What is expected ::
Report each line from the records where the string "usage" turns up.

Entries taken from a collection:
______________________________

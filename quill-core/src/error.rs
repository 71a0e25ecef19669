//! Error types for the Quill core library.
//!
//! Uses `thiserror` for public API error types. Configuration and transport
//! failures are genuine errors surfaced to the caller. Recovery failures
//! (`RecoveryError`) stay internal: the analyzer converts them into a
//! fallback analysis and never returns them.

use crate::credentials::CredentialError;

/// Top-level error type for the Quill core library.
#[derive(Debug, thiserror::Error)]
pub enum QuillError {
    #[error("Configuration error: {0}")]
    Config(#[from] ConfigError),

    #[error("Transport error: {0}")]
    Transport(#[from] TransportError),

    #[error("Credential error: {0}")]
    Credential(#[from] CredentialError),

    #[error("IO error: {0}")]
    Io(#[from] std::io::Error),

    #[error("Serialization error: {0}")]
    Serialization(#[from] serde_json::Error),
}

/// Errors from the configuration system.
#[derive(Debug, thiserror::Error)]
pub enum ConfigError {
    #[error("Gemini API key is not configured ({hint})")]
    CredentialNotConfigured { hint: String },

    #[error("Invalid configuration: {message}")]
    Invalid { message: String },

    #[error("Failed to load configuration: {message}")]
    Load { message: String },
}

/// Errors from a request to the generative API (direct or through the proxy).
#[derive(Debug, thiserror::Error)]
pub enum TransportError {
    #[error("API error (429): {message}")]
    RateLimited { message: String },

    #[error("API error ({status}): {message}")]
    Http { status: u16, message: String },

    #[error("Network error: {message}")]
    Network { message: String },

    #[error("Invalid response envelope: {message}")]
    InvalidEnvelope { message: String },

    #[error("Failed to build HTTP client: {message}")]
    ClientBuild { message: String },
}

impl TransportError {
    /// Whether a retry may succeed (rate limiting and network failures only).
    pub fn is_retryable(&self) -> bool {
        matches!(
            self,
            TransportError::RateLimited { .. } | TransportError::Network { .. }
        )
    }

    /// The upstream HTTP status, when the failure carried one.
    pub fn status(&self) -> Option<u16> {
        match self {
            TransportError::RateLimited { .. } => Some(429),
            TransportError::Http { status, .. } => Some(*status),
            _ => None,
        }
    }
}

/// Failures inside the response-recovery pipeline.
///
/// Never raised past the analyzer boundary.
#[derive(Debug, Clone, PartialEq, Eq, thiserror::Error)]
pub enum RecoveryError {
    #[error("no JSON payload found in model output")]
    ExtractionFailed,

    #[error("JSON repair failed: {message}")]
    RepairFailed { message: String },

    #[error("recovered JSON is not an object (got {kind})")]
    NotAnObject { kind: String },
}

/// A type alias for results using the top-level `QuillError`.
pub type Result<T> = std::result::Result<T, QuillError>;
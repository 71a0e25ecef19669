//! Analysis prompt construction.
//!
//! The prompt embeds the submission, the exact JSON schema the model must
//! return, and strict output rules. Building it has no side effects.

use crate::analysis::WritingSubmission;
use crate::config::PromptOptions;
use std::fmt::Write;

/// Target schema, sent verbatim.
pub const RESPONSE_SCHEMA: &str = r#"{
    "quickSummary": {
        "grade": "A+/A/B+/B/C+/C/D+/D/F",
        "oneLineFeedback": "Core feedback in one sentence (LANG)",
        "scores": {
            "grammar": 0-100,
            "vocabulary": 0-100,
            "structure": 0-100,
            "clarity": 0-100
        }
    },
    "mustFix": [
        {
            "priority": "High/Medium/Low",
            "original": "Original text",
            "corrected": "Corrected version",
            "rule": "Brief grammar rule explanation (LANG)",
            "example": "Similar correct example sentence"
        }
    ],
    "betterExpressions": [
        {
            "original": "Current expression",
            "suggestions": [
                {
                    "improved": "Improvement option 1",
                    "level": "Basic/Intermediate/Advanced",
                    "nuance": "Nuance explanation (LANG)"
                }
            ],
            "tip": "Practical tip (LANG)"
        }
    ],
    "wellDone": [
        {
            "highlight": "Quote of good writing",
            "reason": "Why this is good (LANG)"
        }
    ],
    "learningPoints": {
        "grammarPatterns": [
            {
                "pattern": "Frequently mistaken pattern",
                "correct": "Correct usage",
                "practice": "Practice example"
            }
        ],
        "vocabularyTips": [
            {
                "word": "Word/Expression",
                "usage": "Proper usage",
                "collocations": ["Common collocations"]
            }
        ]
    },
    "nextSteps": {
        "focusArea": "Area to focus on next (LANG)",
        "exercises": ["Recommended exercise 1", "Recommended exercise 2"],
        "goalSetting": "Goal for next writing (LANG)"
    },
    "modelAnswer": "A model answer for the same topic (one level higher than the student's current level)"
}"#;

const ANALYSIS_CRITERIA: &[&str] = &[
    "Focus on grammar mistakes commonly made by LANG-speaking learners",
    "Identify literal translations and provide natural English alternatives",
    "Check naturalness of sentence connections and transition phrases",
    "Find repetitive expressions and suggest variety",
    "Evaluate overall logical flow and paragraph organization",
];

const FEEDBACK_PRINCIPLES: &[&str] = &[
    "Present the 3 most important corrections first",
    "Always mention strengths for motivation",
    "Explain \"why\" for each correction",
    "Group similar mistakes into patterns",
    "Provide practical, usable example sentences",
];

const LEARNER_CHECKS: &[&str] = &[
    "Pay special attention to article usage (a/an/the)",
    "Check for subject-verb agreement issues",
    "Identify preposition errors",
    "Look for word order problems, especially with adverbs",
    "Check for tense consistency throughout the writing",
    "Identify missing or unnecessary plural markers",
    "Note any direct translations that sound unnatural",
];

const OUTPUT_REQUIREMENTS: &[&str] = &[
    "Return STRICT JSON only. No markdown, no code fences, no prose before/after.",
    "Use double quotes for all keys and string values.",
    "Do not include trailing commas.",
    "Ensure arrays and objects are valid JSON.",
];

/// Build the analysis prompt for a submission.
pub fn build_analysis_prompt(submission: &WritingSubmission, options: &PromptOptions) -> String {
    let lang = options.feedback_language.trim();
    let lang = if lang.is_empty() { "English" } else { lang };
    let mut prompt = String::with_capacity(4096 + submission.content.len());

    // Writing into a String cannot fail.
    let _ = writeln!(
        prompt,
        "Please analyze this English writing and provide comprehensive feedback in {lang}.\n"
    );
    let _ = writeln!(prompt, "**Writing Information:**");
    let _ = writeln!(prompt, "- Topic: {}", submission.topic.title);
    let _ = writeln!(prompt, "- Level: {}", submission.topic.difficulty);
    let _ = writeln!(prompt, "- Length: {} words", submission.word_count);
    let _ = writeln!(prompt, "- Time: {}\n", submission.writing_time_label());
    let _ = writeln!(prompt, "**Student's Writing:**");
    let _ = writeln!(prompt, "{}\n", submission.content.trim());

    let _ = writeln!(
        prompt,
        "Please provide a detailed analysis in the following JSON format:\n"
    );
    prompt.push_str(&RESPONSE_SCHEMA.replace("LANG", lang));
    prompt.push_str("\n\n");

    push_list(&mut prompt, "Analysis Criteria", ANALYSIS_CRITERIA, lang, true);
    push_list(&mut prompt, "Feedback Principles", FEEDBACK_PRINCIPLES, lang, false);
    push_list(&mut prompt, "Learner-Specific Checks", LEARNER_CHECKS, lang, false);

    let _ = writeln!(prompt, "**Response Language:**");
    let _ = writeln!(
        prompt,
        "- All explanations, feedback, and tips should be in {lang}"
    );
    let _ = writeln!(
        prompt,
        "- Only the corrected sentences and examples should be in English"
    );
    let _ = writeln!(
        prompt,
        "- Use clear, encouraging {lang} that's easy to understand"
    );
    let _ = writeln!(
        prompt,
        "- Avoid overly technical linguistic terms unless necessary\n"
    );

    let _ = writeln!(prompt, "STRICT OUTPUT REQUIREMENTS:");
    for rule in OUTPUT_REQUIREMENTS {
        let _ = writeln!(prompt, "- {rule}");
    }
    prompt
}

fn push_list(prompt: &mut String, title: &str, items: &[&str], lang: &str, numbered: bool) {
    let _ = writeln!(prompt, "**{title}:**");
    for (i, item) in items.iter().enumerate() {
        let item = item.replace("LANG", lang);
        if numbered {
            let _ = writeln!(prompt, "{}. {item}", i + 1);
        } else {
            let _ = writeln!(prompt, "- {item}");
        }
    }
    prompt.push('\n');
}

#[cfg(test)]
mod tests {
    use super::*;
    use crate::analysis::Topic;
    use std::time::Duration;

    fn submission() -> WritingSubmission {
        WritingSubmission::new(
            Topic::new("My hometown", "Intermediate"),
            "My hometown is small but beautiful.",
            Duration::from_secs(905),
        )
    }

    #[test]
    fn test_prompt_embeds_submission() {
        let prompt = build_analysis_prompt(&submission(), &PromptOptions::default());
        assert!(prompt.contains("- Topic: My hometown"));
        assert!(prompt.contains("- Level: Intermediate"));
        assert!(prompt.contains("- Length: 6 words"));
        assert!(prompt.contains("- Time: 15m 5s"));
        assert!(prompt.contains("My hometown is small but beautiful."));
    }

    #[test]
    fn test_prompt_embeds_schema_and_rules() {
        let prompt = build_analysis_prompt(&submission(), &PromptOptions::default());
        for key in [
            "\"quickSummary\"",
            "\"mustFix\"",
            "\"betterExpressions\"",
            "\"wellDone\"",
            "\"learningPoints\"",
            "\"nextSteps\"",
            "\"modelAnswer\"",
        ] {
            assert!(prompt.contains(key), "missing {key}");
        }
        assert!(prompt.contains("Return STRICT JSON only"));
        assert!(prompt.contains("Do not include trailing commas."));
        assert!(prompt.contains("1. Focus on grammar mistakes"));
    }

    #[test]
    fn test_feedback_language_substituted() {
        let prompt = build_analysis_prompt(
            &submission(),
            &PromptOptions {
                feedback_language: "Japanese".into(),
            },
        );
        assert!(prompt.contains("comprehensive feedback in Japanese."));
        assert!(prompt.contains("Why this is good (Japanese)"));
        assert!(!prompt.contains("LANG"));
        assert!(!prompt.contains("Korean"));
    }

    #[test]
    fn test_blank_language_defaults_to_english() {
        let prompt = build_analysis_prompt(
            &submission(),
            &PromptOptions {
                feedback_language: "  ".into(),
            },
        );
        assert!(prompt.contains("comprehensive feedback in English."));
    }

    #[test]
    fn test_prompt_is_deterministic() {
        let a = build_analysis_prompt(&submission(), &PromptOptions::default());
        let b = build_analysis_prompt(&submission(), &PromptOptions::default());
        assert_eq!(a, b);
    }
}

______________________________

Reply to the task ::
                "correct": "Correct usage",
                "usage": "Proper usage",
    "Pay special attention to article usage (a/an/the)",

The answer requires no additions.